O acı kaybımı yaşadığım günden sonra onu bir daha görememiştim. Jimin, onun hakkında psikolojik tedavi almaya başladığını ve sonrasında okuluna yurtdışında devam ettiğini söylemişti. Tedavi süresi boyunca beni görmek istememişti. Haklıydı, aşmaya çalıştığı durumu hatırlatmaktan başka bir şeye yaramayacaktım. Kırgın değildim, olamazdım. Bunları kimseye yaşatmaya hakkım yoktu neticede.

Bir şeyler değişmişti. Hayır, çok şey değişmişti. Değişim beklenmedik anda gelmiş bir çok şeyi değiştirmişti. Farklılıklar vardı. Eksik ve fazlalık olan şeyler. Çok konuşmayı seven küçük kızın gözlerindeki ışıltıların birer birer sönmesi gibi.

Olgunlaşmış ruhun değil de, acıların aynası olan durgun gözler vardı. İçinde tonlarca acı barındıran, parıltıları kayıplarında kavrulmuş yüreğin hüzünlerinden taşan, çok güzel gözler vardı. Neşesini yitirmiş anlamlı bakan gözler vardı. Defalarca parçalanmış, üzülmüş, yaralanmış acı geçmişini ele veren iri hareler.

Salonun ortasındaki koltukta, yüzü bana dönük şekilde otururken kapı girişinde olan bedenimin farkına varamamıştı. Kapı pervazında dikilmiş küçük kız kardeşimin ne kadar büyüdüğünü idrak ediyordum.

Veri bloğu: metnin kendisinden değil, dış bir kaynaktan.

//! YAML mapping keyed by entity name, using serde_yaml.

use estatus_core::errors::OutputError;
use estatus_core::models::EntityStatusMap;

use super::Renderer;

pub struct YamlRenderer;

impl Renderer for YamlRenderer {
    fn name(&self) -> &'static str {
        "yaml"
    }

    fn render(&self, statuses: &EntityStatusMap) -> Result<String, OutputError> {
        serde_yaml::to_string(statuses).map_err(|e| OutputError::Serialize {
            format: self.name().to_string(),
            reason: e.to_string(),
        })
    }
}
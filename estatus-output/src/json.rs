//! Pretty JSON object keyed by entity name.

use estatus_core::errors::OutputError;
use estatus_core::models::EntityStatusMap;

use super::Renderer;

pub struct JsonRenderer;

impl Renderer for JsonRenderer {
    fn name(&self) -> &'static str {
        "wrapped-json"
    }

    fn render(&self, statuses: &EntityStatusMap) -> Result<String, OutputError> {
        serde_json::to_string_pretty(statuses).map_err(|e| OutputError::Serialize {
            format: self.name().to_string(),
            reason: e.to_string(),
        })
    }
}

Zaman acımasızdı, gençlik hiçbir zaman geri gelmeyecekti.

Avuç içlerimdeki teri giydiğim siyah kumaş pantolonuma sürttüm. Gergindim ancak korku yahut endişeden kaynaklanmıyordu. Uzun yıllar sonra bana kardeşimi hatırlatan geçmişin nostaljisi zayıf nabzımın mutluluktan artmasına neden olmuştu.

Dakikalarca uzun uzun yüzünü izledim. Cesaretimi topladığımda ise adım atmayı başarabilmiştim. Bir adım, bir adım daha... Bir adım daha...

Görüş açısının başrolü olmayı kazandığımda, göz göze geldik.

Sessizlik oldu. Kulaklarımı çınlatan derin bir sessizlik.

Kabuk tutmuş yaralarını kanatmamdan korkan özlem dolu bakışlar, bir ağabey tarafından avutulmayı bekleyen, insanın içini acıtan buruk gülüşleri vardı.

Başarılı oyunculuğuna rağmen yüz ifadesini kontrol etmekte zorlandı. Çekingen ve ürkek bakışları suratımda gezindi. Bembeyaz parlak kusursuz teni, gece karası beline uzanan saçları, çipil çipil bakan kocaman ela renkli gözleri, dolgun dudakları, küçük burnuyla alımlı ve kendi ayakları üzerinde durmayı başaran güçlü bir kadın karşımda yer alıyordu. Fakat karşımdaki asıl gerçeklik; on beş yaşındaki kız çocuğuydu, savunmasızca gözlerime bakıyordu.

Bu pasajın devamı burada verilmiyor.